Set the following entries down again exactly, line by line.

Dataset records:

- Opening Delimiter -

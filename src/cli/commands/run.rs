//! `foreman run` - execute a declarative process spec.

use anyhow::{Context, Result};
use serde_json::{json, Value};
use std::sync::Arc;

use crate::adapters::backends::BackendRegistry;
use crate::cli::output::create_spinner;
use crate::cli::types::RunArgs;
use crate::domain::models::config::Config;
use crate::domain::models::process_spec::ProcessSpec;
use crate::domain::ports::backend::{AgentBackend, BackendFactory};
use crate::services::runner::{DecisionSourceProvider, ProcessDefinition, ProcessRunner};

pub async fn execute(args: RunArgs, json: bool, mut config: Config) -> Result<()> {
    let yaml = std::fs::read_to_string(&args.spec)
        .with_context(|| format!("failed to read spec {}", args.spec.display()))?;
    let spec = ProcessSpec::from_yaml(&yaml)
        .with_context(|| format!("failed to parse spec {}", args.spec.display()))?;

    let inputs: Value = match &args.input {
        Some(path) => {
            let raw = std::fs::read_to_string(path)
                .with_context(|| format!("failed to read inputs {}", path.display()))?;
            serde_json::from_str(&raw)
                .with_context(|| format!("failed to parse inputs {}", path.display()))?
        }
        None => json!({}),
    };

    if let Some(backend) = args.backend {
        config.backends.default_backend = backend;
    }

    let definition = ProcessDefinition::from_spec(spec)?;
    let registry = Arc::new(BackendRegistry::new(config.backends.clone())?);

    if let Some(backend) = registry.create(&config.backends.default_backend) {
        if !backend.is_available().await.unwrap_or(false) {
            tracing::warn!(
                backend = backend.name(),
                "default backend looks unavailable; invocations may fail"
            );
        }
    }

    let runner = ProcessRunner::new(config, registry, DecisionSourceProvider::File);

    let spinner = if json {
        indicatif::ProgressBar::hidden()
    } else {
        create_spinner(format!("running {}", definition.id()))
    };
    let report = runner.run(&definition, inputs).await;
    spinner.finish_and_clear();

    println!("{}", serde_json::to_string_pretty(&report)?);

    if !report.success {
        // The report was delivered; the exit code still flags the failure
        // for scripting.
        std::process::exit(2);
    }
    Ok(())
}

- Closing Delimiter -

Output:
filename src/cli/commands/run.rs
//! `foreman run` - execute a declarative process spec.

use anyhow::{Context, Result};
use serde_json::{json, Value};
use std::sync::Arc;

use crate::adapters::backends::BackendRegistry;
use crate::cli::output::create_spinner;
use crate::cli::types::RunArgs;
use crate::domain::models::config::Config;
use crate::domain::models::process_spec::ProcessSpec;
use crate::domain::ports::backend::{AgentBackend, BackendFactory};
use crate::services::runner::{DecisionSourceProvider, ProcessDefinition, ProcessRunner};

pub async fn execute(args: RunArgs, json: bool, mut config: Config) -> Result<()> {
    let yaml = std::fs::read_to_string(&args.spec)
        .with_context(|| format!("failed to read spec {}", args.spec.display()))?;
    let spec = ProcessSpec::from_yaml(&yaml)
        .with_context(|| format!("failed to parse spec {}", args.spec.display()))?;

    let inputs: Value = match &args.input {
        Some(path) => {
            let raw = std::fs::read_to_string(path)
                .with_context(|| format!("failed to read inputs {}", path.display()))?;
            serde_json::from_str(&raw)
                .with_context(|| format!("failed to parse inputs {}", path.display()))?
        }
        None => json!({}),
    };

    if let Some(backend) = args.backend {
        config.backends.default_backend = backend;
    }

    let definition = ProcessDefinition::from_spec(spec)?;
    let registry = Arc::new(BackendRegistry::new(config.backends.clone())?);

    if let Some(backend) = registry.create(&config.backends.default_backend) {
        if !backend.is_available().await.unwrap_or(false) {
            tracing::warn!(
                backend = backend.name(),
                "default backend looks unavailable; invocations may fail"
            );
        }
    }

    let runner = ProcessRunner::new(config, registry, DecisionSourceProvider::File);

    let spinner = if json {
        indicatif::ProgressBar::hidden()
    } else {
        create_spinner(format!("running {}", definition.id()))
    };
    let report = runner.run(&definition, inputs).await;
    spinner.finish_and_clear();

    println!("{}", serde_json::to_string_pretty(&report)?);

    if !report.success {
        // The report was delivered; the exit code still flags the failure
        // for scripting.
        std::process::exit(2);
    }
    Ok(())
}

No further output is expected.